#### [HOW TO COMPLETE THIS TASK]
Copy each line from the data that has the word "router" in it.
= = = = =
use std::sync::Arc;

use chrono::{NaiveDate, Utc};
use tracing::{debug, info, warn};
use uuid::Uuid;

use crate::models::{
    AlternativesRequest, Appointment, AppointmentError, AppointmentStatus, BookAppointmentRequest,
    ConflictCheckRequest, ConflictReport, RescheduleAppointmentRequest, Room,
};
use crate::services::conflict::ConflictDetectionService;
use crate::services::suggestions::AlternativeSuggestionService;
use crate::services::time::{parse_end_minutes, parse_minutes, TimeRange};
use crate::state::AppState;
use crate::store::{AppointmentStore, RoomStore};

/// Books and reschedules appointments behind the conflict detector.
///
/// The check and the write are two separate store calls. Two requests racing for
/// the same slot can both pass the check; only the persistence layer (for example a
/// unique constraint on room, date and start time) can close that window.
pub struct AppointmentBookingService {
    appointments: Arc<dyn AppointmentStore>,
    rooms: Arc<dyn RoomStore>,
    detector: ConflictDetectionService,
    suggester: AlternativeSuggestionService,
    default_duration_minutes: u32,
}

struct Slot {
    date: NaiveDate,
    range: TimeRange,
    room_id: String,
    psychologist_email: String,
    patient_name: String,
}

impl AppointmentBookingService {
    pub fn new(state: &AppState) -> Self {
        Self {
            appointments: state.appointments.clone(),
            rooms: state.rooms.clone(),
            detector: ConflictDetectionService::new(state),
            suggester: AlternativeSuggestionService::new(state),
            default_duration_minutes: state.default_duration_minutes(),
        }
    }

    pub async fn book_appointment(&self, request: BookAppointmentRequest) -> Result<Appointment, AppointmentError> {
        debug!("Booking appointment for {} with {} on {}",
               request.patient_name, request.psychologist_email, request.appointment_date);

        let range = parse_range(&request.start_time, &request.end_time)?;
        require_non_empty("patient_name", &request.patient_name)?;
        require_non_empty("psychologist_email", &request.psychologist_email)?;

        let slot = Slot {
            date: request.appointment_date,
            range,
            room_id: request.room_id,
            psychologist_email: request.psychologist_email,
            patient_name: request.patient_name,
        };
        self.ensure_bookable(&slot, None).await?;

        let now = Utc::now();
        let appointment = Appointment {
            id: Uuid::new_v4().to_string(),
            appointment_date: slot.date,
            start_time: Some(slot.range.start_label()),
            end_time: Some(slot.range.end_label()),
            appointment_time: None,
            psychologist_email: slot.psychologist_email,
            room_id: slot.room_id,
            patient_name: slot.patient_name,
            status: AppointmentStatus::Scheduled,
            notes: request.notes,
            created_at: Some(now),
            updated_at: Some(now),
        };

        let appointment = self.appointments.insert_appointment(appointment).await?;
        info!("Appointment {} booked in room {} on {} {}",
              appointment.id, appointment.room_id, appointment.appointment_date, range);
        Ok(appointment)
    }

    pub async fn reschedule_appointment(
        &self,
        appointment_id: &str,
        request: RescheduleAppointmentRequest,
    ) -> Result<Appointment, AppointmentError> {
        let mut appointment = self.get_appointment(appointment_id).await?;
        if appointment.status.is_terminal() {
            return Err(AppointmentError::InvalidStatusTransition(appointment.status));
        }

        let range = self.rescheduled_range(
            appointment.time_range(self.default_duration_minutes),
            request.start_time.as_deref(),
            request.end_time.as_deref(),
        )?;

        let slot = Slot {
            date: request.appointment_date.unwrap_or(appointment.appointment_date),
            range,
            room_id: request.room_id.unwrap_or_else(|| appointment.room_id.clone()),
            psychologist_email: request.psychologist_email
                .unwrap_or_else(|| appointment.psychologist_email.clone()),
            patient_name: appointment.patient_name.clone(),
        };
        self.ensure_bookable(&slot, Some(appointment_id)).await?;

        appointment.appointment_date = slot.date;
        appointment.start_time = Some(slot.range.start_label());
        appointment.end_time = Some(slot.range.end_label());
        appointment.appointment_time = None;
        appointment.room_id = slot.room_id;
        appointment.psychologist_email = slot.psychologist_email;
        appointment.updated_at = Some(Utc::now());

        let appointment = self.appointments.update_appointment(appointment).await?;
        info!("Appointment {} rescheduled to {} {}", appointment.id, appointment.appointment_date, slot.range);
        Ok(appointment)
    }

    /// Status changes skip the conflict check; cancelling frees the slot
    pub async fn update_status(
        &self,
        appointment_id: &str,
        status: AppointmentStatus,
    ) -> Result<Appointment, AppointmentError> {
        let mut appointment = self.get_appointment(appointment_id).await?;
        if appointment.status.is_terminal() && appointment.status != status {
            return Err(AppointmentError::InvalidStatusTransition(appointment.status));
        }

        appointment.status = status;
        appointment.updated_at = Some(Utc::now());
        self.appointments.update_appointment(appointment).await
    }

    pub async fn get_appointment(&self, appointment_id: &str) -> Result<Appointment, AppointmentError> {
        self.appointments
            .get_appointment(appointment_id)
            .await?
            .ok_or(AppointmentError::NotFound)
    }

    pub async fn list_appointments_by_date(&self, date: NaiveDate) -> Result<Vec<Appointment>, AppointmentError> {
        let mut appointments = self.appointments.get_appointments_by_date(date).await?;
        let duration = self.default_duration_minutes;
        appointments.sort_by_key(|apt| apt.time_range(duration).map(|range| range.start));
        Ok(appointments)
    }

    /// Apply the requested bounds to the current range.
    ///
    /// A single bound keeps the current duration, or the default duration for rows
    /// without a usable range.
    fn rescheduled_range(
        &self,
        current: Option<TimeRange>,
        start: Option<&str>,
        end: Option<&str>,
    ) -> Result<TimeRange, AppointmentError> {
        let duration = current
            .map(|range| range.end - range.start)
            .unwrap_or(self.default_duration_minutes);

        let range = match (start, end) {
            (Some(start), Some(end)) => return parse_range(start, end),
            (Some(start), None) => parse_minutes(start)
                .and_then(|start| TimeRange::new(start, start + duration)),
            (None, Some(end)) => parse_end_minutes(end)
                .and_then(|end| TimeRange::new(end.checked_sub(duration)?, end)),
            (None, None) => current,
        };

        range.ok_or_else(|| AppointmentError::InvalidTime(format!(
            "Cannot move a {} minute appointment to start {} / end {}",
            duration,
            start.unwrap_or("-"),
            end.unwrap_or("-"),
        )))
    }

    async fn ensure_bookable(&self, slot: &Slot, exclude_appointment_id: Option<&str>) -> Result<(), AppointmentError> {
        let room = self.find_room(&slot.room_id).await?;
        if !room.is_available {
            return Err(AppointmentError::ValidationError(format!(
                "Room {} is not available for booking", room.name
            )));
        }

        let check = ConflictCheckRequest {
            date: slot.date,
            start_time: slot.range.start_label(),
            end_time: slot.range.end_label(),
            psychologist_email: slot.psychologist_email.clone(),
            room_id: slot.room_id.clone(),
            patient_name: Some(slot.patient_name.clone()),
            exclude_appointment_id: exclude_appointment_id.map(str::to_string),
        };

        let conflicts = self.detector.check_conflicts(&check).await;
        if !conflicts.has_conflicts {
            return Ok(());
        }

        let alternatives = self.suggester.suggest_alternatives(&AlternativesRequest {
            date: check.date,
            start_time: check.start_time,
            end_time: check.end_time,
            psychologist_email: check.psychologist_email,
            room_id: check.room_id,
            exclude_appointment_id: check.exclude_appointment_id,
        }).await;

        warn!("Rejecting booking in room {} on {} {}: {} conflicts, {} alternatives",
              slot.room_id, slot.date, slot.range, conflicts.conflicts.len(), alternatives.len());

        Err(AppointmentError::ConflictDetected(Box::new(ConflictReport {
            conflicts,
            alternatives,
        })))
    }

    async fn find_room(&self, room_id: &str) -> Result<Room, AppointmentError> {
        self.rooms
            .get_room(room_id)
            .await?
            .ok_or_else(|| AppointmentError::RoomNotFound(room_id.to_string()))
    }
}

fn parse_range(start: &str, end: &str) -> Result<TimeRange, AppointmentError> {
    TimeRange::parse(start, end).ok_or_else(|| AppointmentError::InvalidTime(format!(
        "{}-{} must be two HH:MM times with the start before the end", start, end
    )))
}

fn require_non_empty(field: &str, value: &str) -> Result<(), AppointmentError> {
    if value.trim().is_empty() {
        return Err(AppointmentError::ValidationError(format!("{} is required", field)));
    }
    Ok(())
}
= = = = =
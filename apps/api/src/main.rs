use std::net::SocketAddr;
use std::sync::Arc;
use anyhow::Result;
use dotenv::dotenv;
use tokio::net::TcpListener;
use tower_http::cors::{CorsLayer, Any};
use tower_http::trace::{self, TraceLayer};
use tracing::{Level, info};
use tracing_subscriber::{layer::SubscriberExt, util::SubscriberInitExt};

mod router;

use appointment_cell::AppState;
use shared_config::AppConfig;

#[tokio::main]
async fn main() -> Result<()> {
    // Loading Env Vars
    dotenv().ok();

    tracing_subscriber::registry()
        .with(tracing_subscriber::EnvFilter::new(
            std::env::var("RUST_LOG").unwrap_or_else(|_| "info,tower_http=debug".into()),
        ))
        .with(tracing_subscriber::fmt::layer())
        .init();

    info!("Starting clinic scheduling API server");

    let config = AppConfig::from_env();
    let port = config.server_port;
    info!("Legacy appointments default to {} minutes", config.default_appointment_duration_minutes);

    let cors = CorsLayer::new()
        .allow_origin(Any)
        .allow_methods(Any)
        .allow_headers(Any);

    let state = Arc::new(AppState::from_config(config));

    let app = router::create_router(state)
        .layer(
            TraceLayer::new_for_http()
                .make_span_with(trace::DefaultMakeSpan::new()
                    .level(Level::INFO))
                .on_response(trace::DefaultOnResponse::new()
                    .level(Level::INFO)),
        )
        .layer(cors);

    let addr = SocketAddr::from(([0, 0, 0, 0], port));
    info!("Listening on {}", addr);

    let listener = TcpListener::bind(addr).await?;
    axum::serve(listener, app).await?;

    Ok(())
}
= = = = =
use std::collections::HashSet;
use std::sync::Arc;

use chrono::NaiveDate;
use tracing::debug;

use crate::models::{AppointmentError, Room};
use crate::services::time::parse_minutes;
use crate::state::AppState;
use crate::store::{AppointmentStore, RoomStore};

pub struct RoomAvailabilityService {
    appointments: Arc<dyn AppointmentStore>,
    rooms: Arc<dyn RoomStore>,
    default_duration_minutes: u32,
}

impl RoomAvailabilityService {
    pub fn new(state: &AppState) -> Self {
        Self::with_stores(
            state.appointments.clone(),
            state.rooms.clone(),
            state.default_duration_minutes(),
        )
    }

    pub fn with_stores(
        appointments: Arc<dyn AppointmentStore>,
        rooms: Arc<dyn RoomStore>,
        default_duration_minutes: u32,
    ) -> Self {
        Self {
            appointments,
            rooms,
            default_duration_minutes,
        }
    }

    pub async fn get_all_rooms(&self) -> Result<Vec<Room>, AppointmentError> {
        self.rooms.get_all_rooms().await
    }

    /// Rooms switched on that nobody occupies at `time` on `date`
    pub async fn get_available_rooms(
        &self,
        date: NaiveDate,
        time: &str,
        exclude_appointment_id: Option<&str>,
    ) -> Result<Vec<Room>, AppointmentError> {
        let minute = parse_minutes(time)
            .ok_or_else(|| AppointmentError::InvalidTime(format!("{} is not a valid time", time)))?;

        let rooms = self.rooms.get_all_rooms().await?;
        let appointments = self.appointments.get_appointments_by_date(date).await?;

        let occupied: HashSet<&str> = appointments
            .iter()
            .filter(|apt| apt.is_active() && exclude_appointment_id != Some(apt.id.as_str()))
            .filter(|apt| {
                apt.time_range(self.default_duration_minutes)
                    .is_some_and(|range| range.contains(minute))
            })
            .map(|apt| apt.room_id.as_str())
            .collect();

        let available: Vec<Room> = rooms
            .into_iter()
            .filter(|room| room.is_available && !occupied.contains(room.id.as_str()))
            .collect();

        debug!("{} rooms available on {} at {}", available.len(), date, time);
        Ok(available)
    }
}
= = = = =
#### [ANSWER AREA]
mod router;
    let app = router::create_router(state)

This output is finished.